Outro contributo que gostaria de deixar seria, idealmente, a criação de políticas públicas que ajudassem na adaptação do Serviço Nacional de Saúde para ser mais sensível a estas situações. No trabalho que tenho desenvolvido, o foco tem sido em mulheres que já são de segunda e terceira geração, que já nasceram cá e, por isso, não há a componente da migração. Mas quando falamos de mulheres que migram, e que não entendem assim tão bem a língua portuguesa, a situação pode tornar-se complicada, mesmo que na Lei de Bases da Saúde esteja definido que todas as mulheres têm o direito a um tradutor presente.

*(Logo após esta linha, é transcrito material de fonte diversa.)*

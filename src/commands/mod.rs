// ABOUTME: Command module aggregator for the kube-compose CLI.
// ABOUTME: Re-exports the up and down command handlers.

mod connection;
mod down;
mod up;

pub use down::down;
pub use up::up;
// ABOUTME: Type-safe identifiers and validated domain types.
// ABOUTME: Image references, compose service names, and phantom-typed Docker IDs.

mod id;
mod image_ref;
mod service_name;

pub use id::{ContainerId, ImageId};
pub use image_ref::{ImageRef, ImageSource, ParseImageRefError};
pub use service_name::{ServiceName, ServiceNameError};
// ABOUTME: Bind mount parsing for compose `volumes:` entries.
// ABOUTME: Accepts host:container[:ro|rw]; named volumes are rejected.

use std::path::{Path, PathBuf};

#[derive(Debug, Clone, PartialEq, Eq)]
pub struct BindMount {
    pub host_path: PathBuf,
    pub container_path: String,
    pub read_only: bool,
}

impl BindMount {
    pub fn parse(s: &str) -> Result<Self, String> {
        let parts: Vec<&str> = s.split(':').collect();
        let (host, container, mode) = match parts.as_slice() {
            [host, container] => (*host, *container, None),
            [host, container, mode] => (*host, *container, Some(*mode)),
            [_] => return Err(format!("anonymous volumes are not supported: {}", s)),
            _ => return Err(format!("invalid volume: {}", s)),
        };

        if !(host.starts_with('/') || host.starts_with('.') || host.starts_with('~')) {
            return Err(format!("named volumes are not supported: {}", host));
        }

        if !container.starts_with('/') {
            return Err(format!("container path must be absolute: {}", container));
        }

        let read_only = match mode {
            None | Some("rw") => false,
            Some("ro") => true,
            Some(other) => return Err(format!("unsupported volume mode: {}", other)),
        };

        Ok(BindMount {
            host_path: PathBuf::from(host),
            container_path: container.to_string(),
            read_only,
        })
    }

    /// Make the host path absolute, relative to the compose file's directory.
    pub fn resolve_host_path(&mut self, base_dir: &Path) {
        let raw = self.host_path.to_string_lossy().into_owned();
        if let Some(rest) = raw.strip_prefix("~/") {
            if let Some(home) = std::env::var_os("HOME") {
                self.host_path = PathBuf::from(home).join(rest);
            }
        } else if self.host_path.is_relative() {
            self.host_path = base_dir.join(&self.host_path);
        }
    }
}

Quais são as principais técnicas de pesquisa utilizadas na recolha de dados?

Há um questionário que está online, ainda a decorrer e a receber dados, dividido em quatro partes: a biografia da pessoa, a gravidez, o parto e o pós-parto. E pede-se à mulher não apenas para relatar a experiência, em partes com questões abertas, como também tem uma parte mais objetiva, em que são colocadas questões fechadas sobre intervenções específicas, porque sabemos que há coisas que tendem a ser padrão em determinadas intervenções e procuramos confirmar se elas existem ou não existem. E esta parte foi colocada no questionário porque há uma questão importante relacionada com as mulheres negras em comparação com as mulheres brancas: a neglicência aparece de outra forma. Enquanto que nas mulheres brancas vai haver um excesso de intervenção durante essa fase da vida, nas mulheres negras há a tendência de haver menos intervenção. E sim, menor intervenção pode ser uma forma de negligência e pode tornar-se numa forma de violência, como por exemplo, ter uma mulher a pedir muito para ter anestesia e ela ser-lhe negada. Se olharmos para isto numa perspetiva de humanização do parto, no caso das mulheres brancas pode ser um processo de tentar usar outros métodos, mas no caso das mulheres racionalizadas pode estar relacionado com o estereótipo sobre a resistência à dor das mulheres negras. É um lastro do racismo científico que ainda surge, por vezes, em determinados contextos. No final do questionário, temos ainda um espaço para que possam partilhar algumas palavras, boas ou más, que tenha sido ditas por profissionais médicos ou administrativos ou pelos seus acompanhantes que as tenha marcado.

Tenho feito também entrevistas individuais e rodas de conversa. As rodas de conversa servem também de terapia de grupo, sem ser bem uma terapia porque não tenho essa valência. Mas assenta muito na ideia da cura pela palavra, porque ouvir que não foram as únicas a passar por aquilo ajuda a curar as dores e a colmatar algumas falhas que possam ter existido.

Quais têm sido os maiores desafios do processo de construção deste projeto de investigação de doutoramento?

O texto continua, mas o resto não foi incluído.